▶ [ASSIGNMENT] Within the records below, reproduce without change the lines from the line that has "Every mutation is" through the line that has "FROM objects WHERE branch = ?1 AND key", and only those.

Collected data entries
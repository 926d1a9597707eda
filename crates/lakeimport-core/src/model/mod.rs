//! Domain model for inventory import
//!
//! - [`InventoryObject`]: one object record decoded from an inventory row
//! - [`Manifest`]: the document naming an inventory's partition files
//! - [`DiffObj`], [`ImportStats`], [`InventoryDiff`]: diff output
//! - [`CommitMetadata`]: the flat mapping attached to an import commit

pub mod diff;
pub mod manifest;
pub mod metadata;
pub mod object;

pub use diff::{DiffObj, DiffSide, ImportStats, InventoryDiff};
pub use manifest::{Manifest, ManifestFile};
pub use metadata::{create_commit_metadata, extract_inventory_url, CommitMetadata};
pub use object::InventoryObject;
//! Catalog implementation over a borrowed SQLite connection.

use chrono::{DateTime, TimeZone, Utc};
use lakeimport_core::errors::{ExError, ExErrorKind};
use lakeimport_core::inventory::InventoryIterator;
use lakeimport_core::model::{CommitMetadata, InventoryObject};
use lakeimport_core::{Catalog, CommitRecord};
use rusqlite::{Connection, OptionalExtension, Row};
use uuid::Uuid;

use super::listing::CatalogInventoryIterator;
use crate::errors::{from_rusqlite, Result};

/// Catalog stored in the `objects` and `commits` tables.
///
/// Every mutation is written immediately and marked staged; `commit` records
/// a commit row and clears the staged marks in one transaction. Nothing is
/// rolled back if an import fails between mutations.
pub struct SqliteCatalog<'a> {
    conn: &'a Connection,
}

impl<'a> SqliteCatalog<'a> {
    /// Wrap a connection whose schema has already been migrated
    pub fn new(conn: &'a Connection) -> Self {
        Self { conn }
    }

    /// Live object at `key`, ignoring tombstones
    ///
    /// # Errors
    ///
    /// `Persistence` if the lookup fails.
    pub fn get_object(&self, branch: &str, key: &str) -> Result<Option<InventoryObject>> {
        self.conn
            .query_row(
                "SELECT key, bucket, checksum, size, last_modified_ms
                 FROM objects WHERE branch = ?1 AND key = ?2 AND tombstone = 0",
                rusqlite::params![branch, key],
                row_to_object,
            )
            .optional()
            .map_err(from_rusqlite)
    }

    /// Number of uncommitted mutations on `branch`
    ///
    /// # Errors
    ///
    /// `Persistence` if the count fails.
    pub fn staged_count(&self, branch: &str) -> Result<u64> {
        let count: i64 = self
            .conn
            .query_row(
                "SELECT COUNT(*) FROM objects WHERE branch = ?1 AND staged = 1",
                [branch],
                |row| row.get(0),
            )
            .map_err(from_rusqlite)?;
        Ok(count.max(0) as u64)
    }

    /// Commits on `branch`, newest first
    ///
    /// # Errors
    ///
    /// `Persistence` if the query fails or a stored row cannot be decoded.
    pub fn commit_log(&self, branch: &str) -> Result<Vec<CommitRecord>> {
        let mut stmt = self
            .conn
            .prepare(
                "SELECT commit_id, branch, parent_id, message, metadata_json, created_at_ms
                 FROM commits WHERE branch = ?1 ORDER BY seq DESC",
            )
            .map_err(from_rusqlite)?;
        let rows = stmt
            .query_map([branch], read_commit_row)
            .map_err(from_rusqlite)?
            .collect::<std::result::Result<Vec<_>, _>>()
            .map_err(from_rusqlite)?;
        rows.into_iter().map(CommitRow::into_record).collect()
    }
}

impl Catalog for SqliteCatalog<'_> {
    fn upsert_object(&self, branch: &str, obj: &InventoryObject) -> Result<()> {
        self.conn
            .execute(
                "INSERT INTO objects (branch, key, bucket, checksum, size, last_modified_ms, tombstone, staged)
                 VALUES (?1, ?2, ?3, ?4, ?5, ?6, 0, 1)
                 ON CONFLICT(branch, key) DO UPDATE SET
                    bucket = excluded.bucket,
                    checksum = excluded.checksum,
                    size = excluded.size,
                    last_modified_ms = excluded.last_modified_ms,
                    tombstone = 0,
                    staged = 1",
                rusqlite::params![
                    branch,
                    obj.key,
                    obj.bucket,
                    obj.checksum,
                    obj.size,
                    obj.last_modified.map(|t| t.timestamp_millis()),
                ],
            )
            .map_err(|e| from_rusqlite(e).with_op("upsert_object").with_key(obj.key.clone()))?;
        Ok(())
    }

    fn remove_object(&self, branch: &str, key: &str) -> Result<()> {
        // Removing a key the catalog never held is a no-op.
        self.conn
            .execute(
                "UPDATE objects SET tombstone = 1, staged = 1
                 WHERE branch = ?1 AND key = ?2 AND tombstone = 0",
                rusqlite::params![branch, key],
            )
            .map_err(|e| from_rusqlite(e).with_op("remove_object").with_key(key))?;
        Ok(())
    }

    fn commit(&self, branch: &str, message: &str, metadata: &CommitMetadata) -> Result<CommitRecord> {
        let parent_id = self.last_commit(branch)?.map(|c| c.commit_id);
        let metadata_json = serde_json::to_string(metadata).map_err(|e| {
            ExError::new(ExErrorKind::Serialization)
                .with_op("commit")
                .with_message(format!("Failed to serialize commit metadata: {}", e))
        })?;

        // Millisecond precision, matching what is stored.
        let now = Utc::now();
        let created_at = Utc
            .timestamp_millis_opt(now.timestamp_millis())
            .single()
            .unwrap_or(now);
        let record = CommitRecord {
            commit_id: Uuid::now_v7().to_string(),
            branch: branch.to_string(),
            parent_id,
            message: message.to_string(),
            metadata: metadata.clone(),
            created_at,
        };

        let tx = self.conn.unchecked_transaction().map_err(from_rusqlite)?;
        tx.execute(
            "INSERT INTO commits (commit_id, branch, parent_id, message, metadata_json, created_at_ms)
             VALUES (?1, ?2, ?3, ?4, ?5, ?6)",
            rusqlite::params![
                record.commit_id,
                record.branch,
                record.parent_id,
                record.message,
                metadata_json,
                record.created_at.timestamp_millis(),
            ],
        )
        .map_err(|e| from_rusqlite(e).with_op("commit"))?;
        let committed = tx
            .execute(
                "UPDATE objects SET staged = 0 WHERE branch = ?1 AND staged = 1",
                [branch],
            )
            .map_err(|e| from_rusqlite(e).with_op("commit"))?;
        tx.commit().map_err(from_rusqlite)?;

        tracing::debug!(
            commit_id = %record.commit_id,
            branch,
            committed,
            "recorded catalog commit"
        );
        Ok(record)
    }

    fn last_commit(&self, branch: &str) -> Result<Option<CommitRecord>> {
        let row = self
            .conn
            .query_row(
                "SELECT commit_id, branch, parent_id, message, metadata_json, created_at_ms
                 FROM commits WHERE branch = ?1 ORDER BY seq DESC LIMIT 1",
                [branch],
                read_commit_row,
            )
            .optional()
            .map_err(|e| from_rusqlite(e).with_op("last_commit"))?;
        row.map(CommitRow::into_record).transpose()
    }

    fn list_objects(&self, branch: &str, read_batch_size: i64) -> Box<dyn InventoryIterator + '_> {
        Box::new(CatalogInventoryIterator::new(self.conn, branch).with_read_batch_size(read_batch_size))
    }
}

/// Map a `(key, bucket, checksum, size, last_modified_ms)` row
pub(crate) fn row_to_object(row: &Row<'_>) -> rusqlite::Result<InventoryObject> {
    let key: String = row.get(0)?;
    let bucket: String = row.get(1)?;
    let checksum: String = row.get(2)?;
    let size: i64 = row.get(3)?;
    let last_modified_ms: Option<i64> = row.get(4)?;

    let mut obj = InventoryObject::new(key, checksum)
        .with_bucket(bucket)
        .with_size(size);
    if let Some(ts) = last_modified_ms.and_then(|ms| Utc.timestamp_millis_opt(ms).single()) {
        obj = obj.with_last_modified(ts);
    }
    Ok(obj)
}

/// Raw commit row; metadata is decoded outside the rusqlite closure so a
/// corrupt value surfaces as a serialization error.
struct CommitRow {
    commit_id: String,
    branch: String,
    parent_id: Option<String>,
    message: String,
    metadata_json: String,
    created_at_ms: i64,
}

fn read_commit_row(row: &Row<'_>) -> rusqlite::Result<CommitRow> {
    Ok(CommitRow {
        commit_id: row.get(0)?,
        branch: row.get(1)?,
        parent_id: row.get(2)?,
        message: row.get(3)?,
        metadata_json: row.get(4)?,
        created_at_ms: row.get(5)?,
    })
}

impl CommitRow {
    fn into_record(self) -> Result<CommitRecord> {
        let metadata: CommitMetadata = serde_json::from_str(&self.metadata_json).map_err(|e| {
            ExError::new(ExErrorKind::Serialization)
                .with_op("read_commit")
                .with_message(format!(
                    "Commit {} has unreadable metadata: {}",
                    self.commit_id, e
                ))
        })?;
        let created_at: DateTime<Utc> = Utc
            .timestamp_millis_opt(self.created_at_ms)
            .single()
            .ok_or_else(|| {
                ExError::new(ExErrorKind::Persistence)
                    .with_op("read_commit")
                    .with_message(format!(
                        "Commit {} has an out-of-range timestamp",
                        self.commit_id
                    ))
            })?;
        Ok(CommitRecord {
            commit_id: self.commit_id,
            branch: self.branch,
            parent_id: self.parent_id,
            message: self.message,
            metadata,
            created_at,
        })
    }
}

▶ [RESPONSE TO THIS TASK]
/// Every mutation is written immediately and marked staged; `commit` records
/// a commit row and clears the staged marks in one transaction. Nothing is
/// rolled back if an import fails between mutations.
pub struct SqliteCatalog<'a> {
    conn: &'a Connection,
}

impl<'a> SqliteCatalog<'a> {
    /// Wrap a connection whose schema has already been migrated
    pub fn new(conn: &'a Connection) -> Self {
        Self { conn }
    }

    /// Live object at `key`, ignoring tombstones
    ///
    /// # Errors
    ///
    /// `Persistence` if the lookup fails.
    pub fn get_object(&self, branch: &str, key: &str) -> Result<Option<InventoryObject>> {
        self.conn
            .query_row(
                "SELECT key, bucket, checksum, size, last_modified_ms
                 FROM objects WHERE branch = ?1 AND key = ?2 AND tombstone = 0",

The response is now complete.